- Film poster
- Directed by: Damon Dash
- Written by: Damon Dash Kevin Bennett
- Produced by: Damon Dash Carrie Leigh Raquel M. Horn
- Starring: Damon Dash Cam'ron Daniel Jenkins Murda Mook Nicholas Turturro Stacey Dash
- Distributed by: Lions Gate Entertainment
- Release date: February 16, 2018;
- Running time: 84 minutes
- Country: United States
- Language: English

= Honor Up =

Honor Up is a 2018 action film directed and co-written by Damon Dash and executive produced by Kanye West.
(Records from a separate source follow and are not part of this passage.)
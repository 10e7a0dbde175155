use sqlx::PgPool;
use uuid::Uuid;

use crate::models::{Question, RatingCount, Test, TestSummary};

pub struct CsatRepository {
    pool: PgPool,
}

impl CsatRepository {
    pub fn new(pool: PgPool) -> Self {
        Self { pool }
    }

    pub async fn list_tests(&self) -> Result<Vec<TestSummary>, sqlx::Error> {
        sqlx::query_as::<_, TestSummary>(
            r#"
            SELECT t.id, t.title, COUNT(q.id) AS question_count
            FROM csat_tests t
            LEFT JOIN csat_questions q ON q.test_id = t.id
            GROUP BY t.id, t.title
            ORDER BY t.id
            "#,
        )
        .fetch_all(&self.pool)
        .await
    }

    pub async fn find_test(&self, test_id: i32) -> Result<Option<Test>, sqlx::Error> {
        sqlx::query_as::<_, Test>("SELECT id, title FROM csat_tests WHERE id = $1")
            .bind(test_id)
            .fetch_optional(&self.pool)
            .await
    }

    pub async fn questions(&self, test_id: i32) -> Result<Vec<Question>, sqlx::Error> {
        sqlx::query_as::<_, Question>(
            r#"
            SELECT id, text, position
            FROM csat_questions
            WHERE test_id = $1
            ORDER BY position, id
            "#,
        )
        .bind(test_id)
        .fetch_all(&self.pool)
        .await
    }

    pub async fn insert_answer(
        &self,
        user_id: Uuid,
        question_id: i32,
        rating: i16,
    ) -> Result<i64, sqlx::Error> {
        sqlx::query_scalar::<_, i64>(
            r#"
            INSERT INTO csat_answers (question_id, user_id, rating, created_at)
            VALUES ($1, $2, $3, NOW())
            RETURNING id
            "#,
        )
        .bind(question_id)
        .bind(user_id)
        .bind(rating)
        .fetch_one(&self.pool)
        .await
    }

    pub async fn rating_counts(&self, test_id: i32) -> Result<Vec<RatingCount>, sqlx::Error> {
        sqlx::query_as::<_, RatingCount>(
            r#"
            SELECT a.question_id, a.rating, COUNT(*) AS answers
            FROM csat_answers a
            JOIN csat_questions q ON q.id = a.question_id
            WHERE q.test_id = $1
            GROUP BY a.question_id, a.rating
            "#,
        )
        .bind(test_id)
        .fetch_all(&self.pool)
        .await
    }
}
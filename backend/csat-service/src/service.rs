use error_types::{DatabaseError, ServiceError, ServiceResult};
use sqlx::PgPool;
use tracing::info;
use uuid::Uuid;

use crate::models::{Question, Test, TestStatistics, TestSummary};
use crate::repository::CsatRepository;
use crate::statistics::summarize;

pub const MIN_RATING: i32 = 1;
pub const MAX_RATING: i32 = 5;

pub fn check_rating(rating: i32) -> ServiceResult<i16> {
    if (MIN_RATING..=MAX_RATING).contains(&rating) {
        Ok(rating as i16)
    } else {
        Err(ServiceError::invalid_input(format!(
            "rating must be between {} and {}",
            MIN_RATING, MAX_RATING
        )))
    }
}

pub struct CsatService {
    repo: CsatRepository,
}

impl CsatService {
    pub fn new(pool: PgPool) -> Self {
        Self {
            repo: CsatRepository::new(pool),
        }
    }

    pub async fn list_tests(&self) -> ServiceResult<Vec<TestSummary>> {
        Ok(self.repo.list_tests().await?)
    }

    pub async fn get_test(&self, test_id: i32) -> ServiceResult<(Test, Vec<Question>)> {
        let test = self
            .repo
            .find_test(test_id)
            .await?
            .ok_or_else(|| ServiceError::not_found("test"))?;
        let questions = self.repo.questions(test_id).await?;
        Ok((test, questions))
    }

    pub async fn submit_answer(
        &self,
        user_id: Uuid,
        question_id: i32,
        rating: i32,
    ) -> ServiceResult<i64> {
        let rating = check_rating(rating)?;
        let answer_id = self
            .repo
            .insert_answer(user_id, question_id, rating)
            .await
            .map_err(|e| match DatabaseError::from(e) {
                err if err.is_foreign_key_violation() => match err.constraint() {
                    Some(c) if c.contains("user") => ServiceError::not_found("user"),
                    _ => ServiceError::not_found("question"),
                },
                err => ServiceError::from(err),
            })?;

        info!(
            event = "csat_answer_submitted",
            user_id = %user_id,
            question_id,
            rating
        );
        Ok(answer_id)
    }

    pub async fn statistics(&self, test_id: i32) -> ServiceResult<TestStatistics> {
        let (test, questions) = self.get_test(test_id).await?;
        let counts = self.repo.rating_counts(test_id).await?;
        Ok(TestStatistics {
            test,
            questions: summarize(questions, &counts),
        })
    }
}
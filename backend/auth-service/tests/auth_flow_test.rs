//! Register/login/session flow against real Postgres and Redis.
//!
//! Run with:
//! TEST_DATABASE_URL=postgres://... TEST_REDIS_URL=redis://... cargo test -- --ignored

use auth_service::validators::RegisterInput;
use auth_service::{AuthService, SessionStore};
use error_types::ServiceError;
use uuid::Uuid;

const TEST_PASSWORD: &str = "integration-pass-1";

async fn setup() -> Option<AuthService> {
    let database_url = std::env::var("TEST_DATABASE_URL").ok()?;
    let redis_url = std::env::var("TEST_REDIS_URL").ok()?;

    let config = db_pool::DbConfig {
        service_name: "auth-service-test".to_string(),
        database_url,
        ..db_pool::DbConfig::default()
    };
    let pool = db_pool::connect(&config).await.expect("database");
    let redis = redis_utils::RedisPool::connect(&redis_url)
        .await
        .expect("redis");

    Some(AuthService::new(pool, SessionStore::new(redis.manager(), 60)))
}

fn unique_username() -> String {
    format!("u{}", &Uuid::new_v4().simple().to_string()[..12])
}

#[tokio::test]
#[ignore]
async fn test_register_then_duplicate_username_conflicts() {
    let Some(service) = setup().await else { return };

    // GIVEN: a registered user
    let username = unique_username();
    let email = format!("{}@example.com", username);
    let (user, session) = service
        .register(RegisterInput::new(&username, &email, TEST_PASSWORD))
        .await
        .unwrap();
    assert_eq!(user.username, username);
    assert_eq!(session.user_id, user.id);

    // WHEN: registering the same username with another email
    let err = service
        .register(RegisterInput::new(
            &username,
            &format!("other-{}", email),
            TEST_PASSWORD,
        ))
        .await
        .unwrap_err();

    // THEN: conflict
    assert!(matches!(err, ServiceError::Conflict { ref message } if message == "username already taken"));
}

#[tokio::test]
#[ignore]
async fn test_login_wrong_password_and_unknown_user_look_the_same() {
    let Some(service) = setup().await else { return };

    let username = unique_username();
    let email = format!("{}@example.com", username);
    service
        .register(RegisterInput::new(&username, &email, TEST_PASSWORD))
        .await
        .unwrap();

    let wrong = service.login(&username, "wrong-password").await.unwrap_err();
    let unknown = service
        .login(&unique_username(), TEST_PASSWORD)
        .await
        .unwrap_err();

    assert_eq!(wrong.to_status().code(), tonic::Code::Unauthenticated);
    assert_eq!(wrong.to_string(), unknown.to_string());

    // Login by email works too
    let (user, _) = service.login(&email, TEST_PASSWORD).await.unwrap();
    assert_eq!(user.username, username);
}

#[tokio::test]
#[ignore]
async fn test_logout_invalidates_session() {
    let Some(service) = setup().await else { return };

    let username = unique_username();
    let (_, session) = service
        .register(RegisterInput::new(
            &username,
            &format!("{}@example.com", username),
            TEST_PASSWORD,
        ))
        .await
        .unwrap();

    // GIVEN: a live session
    let info = service.check_session(&session.token).await.unwrap();
    assert!(info.expires_in > 0 && info.expires_in <= 60);

    // WHEN: logging out twice
    service.logout(&session.token).await.unwrap();
    service.logout(&session.token).await.unwrap();

    // THEN: the session is gone
    let err = service.check_session(&session.token).await.unwrap_err();
    assert!(matches!(err, ServiceError::Unauthenticated { .. }));
}

#[tokio::test]
#[ignore]
async fn test_change_password_revokes_other_sessions() {
    let Some(service) = setup().await else { return };

    let username = unique_username();
    let (user, first) = service
        .register(RegisterInput::new(
            &username,
            &format!("{}@example.com", username),
            TEST_PASSWORD,
        ))
        .await
        .unwrap();
    let (_, second) = service.login(&username, TEST_PASSWORD).await.unwrap();

    let revoked = service
        .change_password(user.id, TEST_PASSWORD, "brand-new-pass", Some(&first.token))
        .await
        .unwrap();

    assert_eq!(revoked, 1);
    assert!(service.check_session(&first.token).await.is_ok());
    assert!(service.check_session(&second.token).await.is_err());
    assert!(service.login(&username, TEST_PASSWORD).await.is_err());
    assert!(service.login(&username, "brand-new-pass").await.is_ok());
}
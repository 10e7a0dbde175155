//! REST endpoints under `/api/v1`

use actix_web::web;

pub mod auth;
pub mod csat;
pub mod events;
pub mod images;
pub mod users;

/// Per-process HTTP settings shared by handlers
#[derive(Debug, Clone)]
pub struct ApiSettings {
    pub secure_cookies: bool,
    pub max_upload_bytes: usize,
}

pub fn configure(cfg: &mut web::ServiceConfig) {
    cfg.service(
        web::scope("/api/v1")
            .service(auth::register)
            .service(auth::login)
            .service(auth::logout)
            .service(auth::current_session)
            .service(auth::change_password)
            .service(users::update_profile)
            .service(users::upload_avatar)
            .service(users::get_user)
            .service(users::subscription_status)
            .service(users::subscribe)
            .service(users::unsubscribe)
            .service(users::subscribers)
            .service(users::subscriptions)
            .service(users::user_events)
            // Static event paths must precede `/events/{id}`
            .service(events::search_events)
            .service(events::upcoming_events)
            .service(events::past_events)
            .service(events::feed)
            .service(events::categories)
            .service(events::create_event)
            .service(events::get_event)
            .service(events::update_event)
            .service(events::delete_event)
            .service(events::add_favorite)
            .service(events::remove_favorite)
            .service(events::favorites)
            .service(images::upload_image)
            .service(images::get_image)
            .service(images::delete_image)
            .service(csat::list_tests)
            .service(csat::get_test)
            .service(csat::statistics)
            .service(csat::submit_answer),
    );
}
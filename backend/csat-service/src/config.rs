/// Configuration management for CSAT Service
///
/// Loads configuration from environment variables.
use anyhow::{anyhow, Result};
use db_pool::DbConfig;

/// Main application configuration
#[derive(Debug, Clone)]
pub struct Config {
    pub app: AppConfig,
    pub database: DbConfig,
    pub grpc: GrpcConfig,
}

/// Application settings
#[derive(Debug, Clone)]
pub struct AppConfig {
    /// Application environment (development, staging, production)
    pub env: String,
    /// Server host to bind to
    pub host: String,
    /// HTTP port for health checks
    pub http_port: u16,
}

/// gRPC server configuration
#[derive(Debug, Clone)]
pub struct GrpcConfig {
    pub port: u16,
}

impl Config {
    /// Load configuration from environment variables
    pub fn from_env() -> Result<Self> {
        let app = AppConfig {
            env: std::env::var("APP_ENV").unwrap_or_else(|_| "development".to_string()),
            host: std::env::var("APP_HOST").unwrap_or_else(|_| "0.0.0.0".to_string()),
            http_port: std::env::var("PORT")
                .ok()
                .and_then(|s| s.parse().ok())
                .unwrap_or(8085),
        };

        let database = DbConfig::from_env("csat-service").map_err(|e| anyhow!(e))?;

        let grpc = GrpcConfig {
            port: std::env::var("GRPC_PORT")
                .ok()
                .and_then(|s| s.parse().ok())
                .unwrap_or(50055),
        };

        Ok(Config {
            app,
            database,
            grpc,
        })
    }
}

#[cfg(test)]
mod tests {
    use super::*;
    use serial_test::serial;

    #[test]
    #[serial]
    fn test_default_values() {
        std::env::set_var("DATABASE_URL", "postgres://test");
        std::env::remove_var("PORT");
        std::env::remove_var("GRPC_PORT");

        let config = Config::from_env().unwrap();

        assert_eq!(config.app.host, "0.0.0.0");
        assert_eq!(config.app.http_port, 8085);
        assert_eq!(config.grpc.port, 50055);
        assert_eq!(config.database.service_name, "csat-service");
    }

    #[test]
    #[serial]
    fn test_missing_database_url() {
        std::env::remove_var("DATABASE_URL");
        assert!(Config::from_env().is_err());
    }
}
/// Image formats accepted for upload, a subset of what `image` recognizes
#[derive(Debug, Clone, Copy, PartialEq, Eq)]
pub enum ImageFormat {
    Jpeg,
    Png,
    Gif,
    Webp,
}

impl ImageFormat {
    pub const ALL: [ImageFormat; 4] = [Self::Jpeg, Self::Png, Self::Gif, Self::Webp];

    fn from_detected(format: image::ImageFormat) -> Option<Self> {
        match format {
            image::ImageFormat::Jpeg => Some(Self::Jpeg),
            image::ImageFormat::Png => Some(Self::Png),
            image::ImageFormat::Gif => Some(Self::Gif),
            image::ImageFormat::WebP => Some(Self::Webp),
            _ => None,
        }
    }

    fn detected(self) -> image::ImageFormat {
        match self {
            Self::Jpeg => image::ImageFormat::Jpeg,
            Self::Png => image::ImageFormat::Png,
            Self::Gif => image::ImageFormat::Gif,
            Self::Webp => image::ImageFormat::WebP,
        }
    }

    pub fn from_content_type(content_type: &str) -> Option<Self> {
        let essence = content_type
            .split(';')
            .next()
            .unwrap_or_default()
            .trim()
            .to_ascii_lowercase();
        image::ImageFormat::from_mime_type(essence).and_then(Self::from_detected)
    }

    /// Only the canonical extension is accepted in stored names
    pub fn from_extension(ext: &str) -> Option<Self> {
        Self::ALL.into_iter().find(|f| f.extension() == ext)
    }

    /// Detect the format from the file's magic bytes
    pub fn sniff(data: &[u8]) -> Option<Self> {
        image::guess_format(data).ok().and_then(Self::from_detected)
    }

    pub fn extension(self) -> &'static str {
        self.detected()
            .extensions_str()
            .first()
            .copied()
            .unwrap_or_default()
    }

    pub fn content_type(self) -> &'static str {
        self.detected().to_mime_type()
    }
}

#[cfg(test)]
mod tests {
    use super::*;

    #[test]
    fn test_content_type_parsing() {
        assert_eq!(ImageFormat::from_content_type("image/png"), Some(ImageFormat::Png));
        assert_eq!(
            ImageFormat::from_content_type("IMAGE/JPEG; charset=binary"),
            Some(ImageFormat::Jpeg)
        );
        assert_eq!(ImageFormat::from_content_type("image/webp"), Some(ImageFormat::Webp));
        // recognized by `image` but not accepted for upload
        assert_eq!(ImageFormat::from_content_type("image/bmp"), None);
        assert_eq!(ImageFormat::from_content_type("image/svg+xml"), None);
        assert_eq!(ImageFormat::from_content_type(""), None);
    }

    #[test]
    fn test_sniff() {
        assert_eq!(ImageFormat::sniff(&[0xFF, 0xD8, 0xFF, 0xE0]), Some(ImageFormat::Jpeg));
        assert_eq!(ImageFormat::sniff(b"\x89PNG\r\n\x1a\n...."), Some(ImageFormat::Png));
        assert_eq!(ImageFormat::sniff(b"GIF89a..."), Some(ImageFormat::Gif));
        assert_eq!(ImageFormat::sniff(b"RIFF\0\0\0\0WEBPVP8 "), Some(ImageFormat::Webp));
        assert_eq!(ImageFormat::sniff(b"RIFF\0\0\0\0WAVE"), None);
        assert_eq!(ImageFormat::sniff(b"BM\0\0\0\0\0\0\0\0"), None);
        assert_eq!(ImageFormat::sniff(b"<svg"), None);
    }

    #[test]
    fn test_extension_and_content_type() {
        assert_eq!(ImageFormat::Jpeg.extension(), "jpg");
        assert_eq!(ImageFormat::Webp.content_type(), "image/webp");
        for format in ImageFormat::ALL {
            assert_eq!(ImageFormat::from_extension(format.extension()), Some(format));
            assert_eq!(ImageFormat::from_content_type(format.content_type()), Some(format));
        }
        assert_eq!(ImageFormat::from_extension("jpeg"), None);
        assert_eq!(ImageFormat::from_extension("exe"), None);
    }
}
Starring Dash, Cam'ron, Daniel Jenkins, Murda Mook, Nicholas Turturro and Stacey Dash, the film was released on February 16, 2018 to generally negative reviews.

== Plot ==
A drug lord becomes embroiled in a fierce fight to maintain his honor after a deadly gun attack in Manhattan's neighborhood of Harlem.

== Cast ==
- Damon Dash as OG/Narrator
- Cam'ron as JR
- Nicholas Turturro as Detective Kean
- Daniel Jenkins as Primo
- Murda Mook as Mike
- Stacey Dash as Tara
- Smoke DZA as Dee
- Smokey Suarez as Flip

== Reception ==
Los Angeles Times critic Michael Rechtshaffen stated: "A criminally inept throwback to '90s urban gangsta movie posturing that plays like a stone-faced version of the 1996 Wayans brothers spoof, Don't Be a Menace to South Central While Drinking Your Juice in the Hood". According to Glenn Kenny of The New York Times, the movie "sometimes manages to bring a scary whiff of the street into its sounds and images".